//! Ultimate Oscillator.

use crate::services::signals::{make_reading, math, Indicator};
use crate::types::{Candle, IndicatorReading, SignalTag};

/// Ultimate Oscillator: buying pressure over true range, averaged across
/// three lookback windows weighted 4:2:1 and normalized to sum 7.
///
/// - 70 or above: overbought
/// - 30 or below: oversold
pub struct UltimateOscillator {
    short: usize,
    medium: usize,
    long: usize,
}

impl Default for UltimateOscillator {
    fn default() -> Self {
        Self {
            short: 7,
            medium: 14,
            long: 28,
        }
    }
}

impl UltimateOscillator {
    pub fn new(short: usize, medium: usize, long: usize) -> Self {
        Self { short, medium, long }
    }

    fn tag(value: f64) -> SignalTag {
        if value >= 70.0 {
            SignalTag::Overbought
        } else if value <= 30.0 {
            SignalTag::Oversold
        } else {
            SignalTag::Neutral
        }
    }

    /// Buying-pressure / true-range ratio over one window.
    fn window_ratio(
        bp: &[Option<f64>],
        tr: &[Option<f64>],
        window: usize,
    ) -> Option<f64> {
        let bp_sum = math::latest(&math::rolling_sum(bp, window))?;
        let tr_sum = math::latest(&math::rolling_sum(tr, window))?;
        if tr_sum > 0.0 {
            Some(bp_sum / tr_sum)
        } else {
            None
        }
    }
}

impl Indicator for UltimateOscillator {
    fn id(&self) -> &str {
        "ultimate"
    }

    fn name(&self) -> &str {
        "Ultimate Oscillator"
    }

    fn min_periods(&self) -> usize {
        self.long
    }

    fn evaluate(&self, candles: &[Candle]) -> Option<IndicatorReading> {
        // Buying pressure and true range against the previous close; the
        // first candle falls back to its own low/high.
        let bp: Vec<Option<f64>> = candles
            .iter()
            .enumerate()
            .map(|(i, c)| {
                let floor = if i == 0 {
                    c.low
                } else {
                    c.low.min(candles[i - 1].close)
                };
                Some(c.close - floor)
            })
            .collect();
        let tr: Vec<Option<f64>> = candles
            .iter()
            .enumerate()
            .map(|(i, c)| {
                let (floor, ceil) = if i == 0 {
                    (c.low, c.high)
                } else {
                    let prev = candles[i - 1].close;
                    (c.low.min(prev), c.high.max(prev))
                };
                Some(ceil - floor)
            })
            .collect();

        let a1 = Self::window_ratio(&bp, &tr, self.short)?;
        let a2 = Self::window_ratio(&bp, &tr, self.medium)?;
        let a3 = Self::window_ratio(&bp, &tr, self.long)?;

        let value = 100.0 * (4.0 * a1 + 2.0 * a2 + a3) / 7.0;
        Some(make_reading(self.name(), value, Self::tag(value)))
    }
}
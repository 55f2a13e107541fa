//! Stochastic oscillator (%K/%D).

use crate::services::signals::{make_reading, math, Indicator};
use crate::types::{Candle, IndicatorReading, SignalTag};

/// Stochastic oscillator.
///
/// %K locates the close within the high/low range of the lookback window,
/// %D is an SMA of %K. Tagged on %K:
/// - 80 or above: overbought
/// - 20 or below: oversold
pub struct Stochastic {
    k_period: usize,
    d_period: usize,
}

impl Default for Stochastic {
    fn default() -> Self {
        Self {
            k_period: 9,
            d_period: 6,
        }
    }
}

impl Stochastic {
    pub fn new(k_period: usize, d_period: usize) -> Self {
        Self { k_period, d_period }
    }

    /// %K series. A flat window (highest high == lowest low) yields None.
    pub(crate) fn percent_k(
        highs: &[Option<f64>],
        lows: &[Option<f64>],
        closes: &[Option<f64>],
        period: usize,
    ) -> Vec<Option<f64>> {
        let hh = math::rolling_max(highs, period);
        let ll = math::rolling_min(lows, period);

        closes
            .iter()
            .enumerate()
            .map(|(i, c)| match (c, hh[i], ll[i]) {
                (Some(c), Some(hh), Some(ll)) if hh > ll => Some((c - ll) / (hh - ll) * 100.0),
                _ => None,
            })
            .collect()
    }

    fn tag(value: f64) -> SignalTag {
        if value >= 80.0 {
            SignalTag::Overbought
        } else if value <= 20.0 {
            SignalTag::Oversold
        } else {
            SignalTag::Neutral
        }
    }
}

impl Indicator for Stochastic {
    fn id(&self) -> &str {
        "stoch"
    }

    fn name(&self) -> &str {
        "STOCH(9,6)"
    }

    fn min_periods(&self) -> usize {
        self.k_period + self.d_period - 1
    }

    fn evaluate(&self, candles: &[Candle]) -> Option<IndicatorReading> {
        let highs: Vec<Option<f64>> = candles.iter().map(|c| Some(c.high)).collect();
        let lows: Vec<Option<f64>> = candles.iter().map(|c| Some(c.low)).collect();
        let closes: Vec<Option<f64>> = candles.iter().map(|c| Some(c.close)).collect();

        let k = Self::percent_k(&highs, &lows, &closes, self.k_period);
        // %D is computed for completeness of the lookback requirement; the
        // tag follows %K like the reference thresholds.
        let d = math::rolling_mean(&k, self.d_period);
        math::latest(&d)?;

        let value = math::latest(&k)?;
        Some(make_reading(self.name(), value, Self::tag(value)))
    }
}
//! Vote tally and composite verdict.

use crate::types::{IndicatorReading, Verdict};

/// Tally buy and sell votes over a set of readings.
///
/// Only readings present in the slice participate; indicators that
/// abstained never reach this point, so the margin is independent of how
/// many indicators lacked history.
pub fn tally(readings: &[IndicatorReading]) -> (u32, u32) {
    let mut buy_votes = 0u32;
    let mut sell_votes = 0u32;
    for reading in readings {
        match reading.tag.vote() {
            1 => buy_votes += 1,
            -1 => sell_votes += 1,
            _ => {}
        }
    }
    (buy_votes, sell_votes)
}

/// Aggregate readings into a composite verdict with its vote counts.
pub fn aggregate(readings: &[IndicatorReading]) -> (Verdict, u32, u32) {
    let (buy_votes, sell_votes) = tally(readings);
    (Verdict::from_votes(buy_votes, sell_votes), buy_votes, sell_votes)
}

#[cfg(test)]
mod tests {
    use super::*;
    use crate::services::signals::make_reading;
    use crate::types::SignalTag;

    fn readings(tags: &[SignalTag]) -> Vec<IndicatorReading> {
        tags.iter()
            .enumerate()
            .map(|(i, tag)| make_reading(&format!("IND{}", i), 0.0, *tag))
            .collect()
    }

    #[test]
    fn test_strong_buy_at_margin_four() {
        let r = readings(&[
            SignalTag::Buy,
            SignalTag::Buy,
            SignalTag::Oversold,
            SignalTag::Buy,
            SignalTag::Buy,
        ]);
        let (verdict, buy, sell) = aggregate(&r);
        assert_eq!(verdict, Verdict::StrongBuy);
        assert_eq!((buy, sell), (5, 0));
    }

    #[test]
    fn test_buy_at_margin_two() {
        let r = readings(&[SignalTag::Buy, SignalTag::Buy]);
        assert_eq!(aggregate(&r).0, Verdict::Buy);
    }

    #[test]
    fn test_tie_is_neutral() {
        let r = readings(&[SignalTag::Buy, SignalTag::Sell, SignalTag::Neutral]);
        assert_eq!(aggregate(&r).0, Verdict::Neutral);
    }

    #[test]
    fn test_strong_sell() {
        let r = readings(&[
            SignalTag::Sell,
            SignalTag::Overbought,
            SignalTag::Sell,
            SignalTag::Sell,
            SignalTag::Sell,
        ]);
        assert_eq!(aggregate(&r).0, Verdict::StrongSell);
    }

    #[test]
    fn test_volatility_tags_do_not_vote() {
        let r = readings(&[
            SignalTag::Buy,
            SignalTag::Buy,
            SignalTag::HighVolatility,
            SignalTag::LowVolatility,
        ]);
        let (verdict, buy, sell) = aggregate(&r);
        assert_eq!((buy, sell), (2, 0));
        assert_eq!(verdict, Verdict::Buy);
    }

    #[test]
    fn test_empty_readings_neutral() {
        assert_eq!(aggregate(&[]).0, Verdict::Neutral);
    }
}
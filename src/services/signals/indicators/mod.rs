//! Technical indicator implementations.

pub mod adx;
pub mod atr;
pub mod bollinger;
pub mod bull_bear;
pub mod cci;
pub mod highs_lows;
pub mod macd;
pub mod roc;
pub mod rsi;
pub mod stoch_rsi;
pub mod stochastic;
pub mod ultimate;
pub mod williams_r;

pub use adx::Adx;
pub use atr::Atr;
pub use bollinger::BollingerBands;
pub use bull_bear::BullBearPower;
pub use cci::Cci;
pub use highs_lows::HighsLows;
pub use macd::Macd;
pub use roc::Roc;
pub use rsi::Rsi;
pub use stoch_rsi::StochRsi;
pub use stochastic::Stochastic;
pub use ultimate::UltimateOscillator;
pub use williams_r::WilliamsR;

use super::Indicator;

/// The evaluation roster, in announcement order.
pub fn all_indicators() -> Vec<Box<dyn Indicator>> {
    vec![
        // Momentum
        Box::new(Rsi::default()),
        Box::new(Stochastic::default()),
        Box::new(StochRsi::default()),
        // Trend
        Box::new(Macd::default()),
        Box::new(Adx::default()),
        Box::new(WilliamsR::default()),
        Box::new(Cci::default()),
        // Volatility (never votes)
        Box::new(Atr::default()),
        Box::new(BollingerBands::default()),
        // Breadth / momentum confirmation
        Box::new(HighsLows::default()),
        Box::new(UltimateOscillator::default()),
        Box::new(Roc::default()),
        Box::new(BullBearPower::default()),
    ]
}
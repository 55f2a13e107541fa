use crate::types::Timeframe;
use serde::{Deserialize, Serialize};
use uuid::Uuid;

/// Categorical tag assigned to an indicator's latest value.
///
/// Buy/Oversold count toward the buy tally, Sell/Overbought toward the sell
/// tally. Neutral and the volatility tags never vote. An indicator that
/// cannot produce a value abstains entirely (no reading, no tag).
#[derive(Debug, Clone, Copy, PartialEq, Eq, Serialize, Deserialize)]
#[serde(rename_all = "snake_case")]
pub enum SignalTag {
    Buy,
    Sell,
    Neutral,
    Overbought,
    Oversold,
    HighVolatility,
    LowVolatility,
}

impl SignalTag {
    /// Get display label for this tag.
    pub fn label(&self) -> &'static str {
        match self {
            SignalTag::Buy => "Buy",
            SignalTag::Sell => "Sell",
            SignalTag::Neutral => "Neutral",
            SignalTag::Overbought => "Overbought",
            SignalTag::Oversold => "Oversold",
            SignalTag::HighVolatility => "High Volatility",
            SignalTag::LowVolatility => "Low Volatility",
        }
    }

    /// Vote contribution: +1 buy, -1 sell, 0 abstain-from-tally.
    pub fn vote(&self) -> i32 {
        match self {
            SignalTag::Buy | SignalTag::Oversold => 1,
            SignalTag::Sell | SignalTag::Overbought => -1,
            _ => 0,
        }
    }
}

/// Composite directional verdict for one (instrument, timeframe) evaluation.
#[derive(Debug, Clone, Copy, PartialEq, Eq, Serialize, Deserialize)]
#[serde(rename_all = "snake_case")]
pub enum Verdict {
    StrongBuy,
    Buy,
    Neutral,
    Sell,
    StrongSell,
}

impl Verdict {
    /// Derive the verdict from buy/sell vote counts.
    ///
    /// Margin cut points are fixed: >= +4 StrongBuy, +2..+3 Buy,
    /// <= -4 StrongSell, -3..-2 Sell, otherwise Neutral. Abstaining
    /// indicators do not shift the margin.
    pub fn from_votes(buy_votes: u32, sell_votes: u32) -> Self {
        let margin = buy_votes as i64 - sell_votes as i64;
        if margin >= 4 {
            Verdict::StrongBuy
        } else if margin >= 2 {
            Verdict::Buy
        } else if margin <= -4 {
            Verdict::StrongSell
        } else if margin <= -2 {
            Verdict::Sell
        } else {
            Verdict::Neutral
        }
    }

    /// Get display label for this verdict.
    pub fn label(&self) -> &'static str {
        match self {
            Verdict::StrongBuy => "Strong Buy",
            Verdict::Buy => "Buy",
            Verdict::Neutral => "Neutral",
            Verdict::Sell => "Sell",
            Verdict::StrongSell => "Strong Sell",
        }
    }
}

/// Latest value and tag from a single indicator.
#[derive(Debug, Clone, Serialize, Deserialize)]
#[serde(rename_all = "camelCase")]
pub struct IndicatorReading {
    /// Indicator name (e.g., "RSI(14)", "MACD(12,26)").
    pub name: String,
    /// Latest numeric value.
    pub value: f64,
    /// Categorical tag for the latest value.
    pub tag: SignalTag,
}

/// Announcement payload for one evaluated (instrument, timeframe) pair.
///
/// Formatting and delivery are the sink's concern; the orchestrator only
/// records the announcement in the debounce gate after the sink confirms.
#[derive(Debug, Clone, Serialize, Deserialize)]
#[serde(rename_all = "camelCase")]
pub struct Announcement {
    /// Unique announcement ID.
    pub id: Uuid,
    /// Instrument this evaluation is for.
    pub instrument: String,
    /// Timeframe the candles were evaluated at.
    pub timeframe: Timeframe,
    /// Composite directional verdict.
    pub verdict: Verdict,
    /// Number of indicators voting buy.
    pub buy_votes: u32,
    /// Number of indicators voting sell.
    pub sell_votes: u32,
    /// Per-indicator latest values and tags, in evaluation order.
    pub readings: Vec<IndicatorReading>,
    /// Last close of the evaluated series.
    pub reference_price: f64,
    /// Unix timestamp (milliseconds) when evaluated.
    pub evaluated_at: i64,
}

impl Announcement {
    /// Number of indicators that produced a value but voted neither way.
    pub fn neutral_count(&self) -> u32 {
        self.readings.len() as u32 - self.buy_votes - self.sell_votes
    }
}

***

**Assignment:** Everything in the material above from the line that has "pub mod macd;" through the line that has "pub use stoch_rsi::StochRsi;" must be duplicated exactly, with no other lines given.

**Answer below:**
pub mod macd;
pub mod roc;
pub mod rsi;
pub mod stoch_rsi;
pub mod stochastic;
pub mod ultimate;
pub mod williams_r;

pub use adx::Adx;
pub use atr::Atr;
pub use bollinger::BollingerBands;
pub use bull_bear::BullBearPower;
pub use cci::Cci;
pub use highs_lows::HighsLows;
pub use macd::Macd;
pub use roc::Roc;
pub use rsi::Rsi;
pub use stoch_rsi::StochRsi;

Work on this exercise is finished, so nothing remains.